Source records
>>

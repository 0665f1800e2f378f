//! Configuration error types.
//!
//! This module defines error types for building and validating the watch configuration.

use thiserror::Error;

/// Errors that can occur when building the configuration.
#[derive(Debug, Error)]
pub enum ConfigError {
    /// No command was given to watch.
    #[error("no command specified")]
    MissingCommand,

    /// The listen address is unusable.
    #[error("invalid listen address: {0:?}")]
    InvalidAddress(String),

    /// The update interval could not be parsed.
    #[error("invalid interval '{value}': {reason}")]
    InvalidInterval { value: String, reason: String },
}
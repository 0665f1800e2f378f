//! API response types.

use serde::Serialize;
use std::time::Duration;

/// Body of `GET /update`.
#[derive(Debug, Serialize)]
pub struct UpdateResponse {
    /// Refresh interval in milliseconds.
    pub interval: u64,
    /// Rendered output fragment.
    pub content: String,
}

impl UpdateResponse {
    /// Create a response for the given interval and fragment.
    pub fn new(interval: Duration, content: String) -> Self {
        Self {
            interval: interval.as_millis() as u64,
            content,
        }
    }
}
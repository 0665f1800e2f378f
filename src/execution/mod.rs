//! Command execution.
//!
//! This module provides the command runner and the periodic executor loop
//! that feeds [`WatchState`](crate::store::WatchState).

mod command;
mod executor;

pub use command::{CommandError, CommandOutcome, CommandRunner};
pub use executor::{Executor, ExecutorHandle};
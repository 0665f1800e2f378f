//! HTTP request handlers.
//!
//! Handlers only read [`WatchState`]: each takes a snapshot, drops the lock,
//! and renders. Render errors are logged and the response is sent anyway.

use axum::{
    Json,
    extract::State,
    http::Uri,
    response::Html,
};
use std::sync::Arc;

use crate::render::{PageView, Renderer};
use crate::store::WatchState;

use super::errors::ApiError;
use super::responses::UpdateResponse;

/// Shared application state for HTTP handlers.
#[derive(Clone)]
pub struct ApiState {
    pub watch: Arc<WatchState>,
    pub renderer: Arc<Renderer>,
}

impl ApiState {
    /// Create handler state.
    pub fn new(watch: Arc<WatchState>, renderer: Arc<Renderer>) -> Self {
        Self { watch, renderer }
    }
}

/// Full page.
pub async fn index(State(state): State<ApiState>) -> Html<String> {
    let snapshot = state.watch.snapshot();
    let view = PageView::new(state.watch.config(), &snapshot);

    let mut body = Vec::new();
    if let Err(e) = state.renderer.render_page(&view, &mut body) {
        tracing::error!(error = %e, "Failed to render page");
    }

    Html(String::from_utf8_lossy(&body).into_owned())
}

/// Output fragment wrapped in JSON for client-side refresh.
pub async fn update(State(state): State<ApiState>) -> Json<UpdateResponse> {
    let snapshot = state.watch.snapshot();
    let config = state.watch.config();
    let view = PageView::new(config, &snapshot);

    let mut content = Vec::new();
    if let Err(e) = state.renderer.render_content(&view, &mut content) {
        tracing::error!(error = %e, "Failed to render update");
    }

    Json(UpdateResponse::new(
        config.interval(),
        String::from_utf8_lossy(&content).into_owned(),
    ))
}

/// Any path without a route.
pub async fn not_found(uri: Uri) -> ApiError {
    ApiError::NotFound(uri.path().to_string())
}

<<

## WORK INSTRUCTION
Up to and including the line with "given to watch.", transcribe the entries above exactly, starting from their first line.

## FINISHED TASK
repository 0665f1800e2f378f
//! Configuration error types.
//!
//! This module defines error types for building and validating the watch configuration.

use thiserror::Error;

/// Errors that can occur when building the configuration.
#[derive(Debug, Error)]
pub enum ConfigError {
    /// No command was given to watch.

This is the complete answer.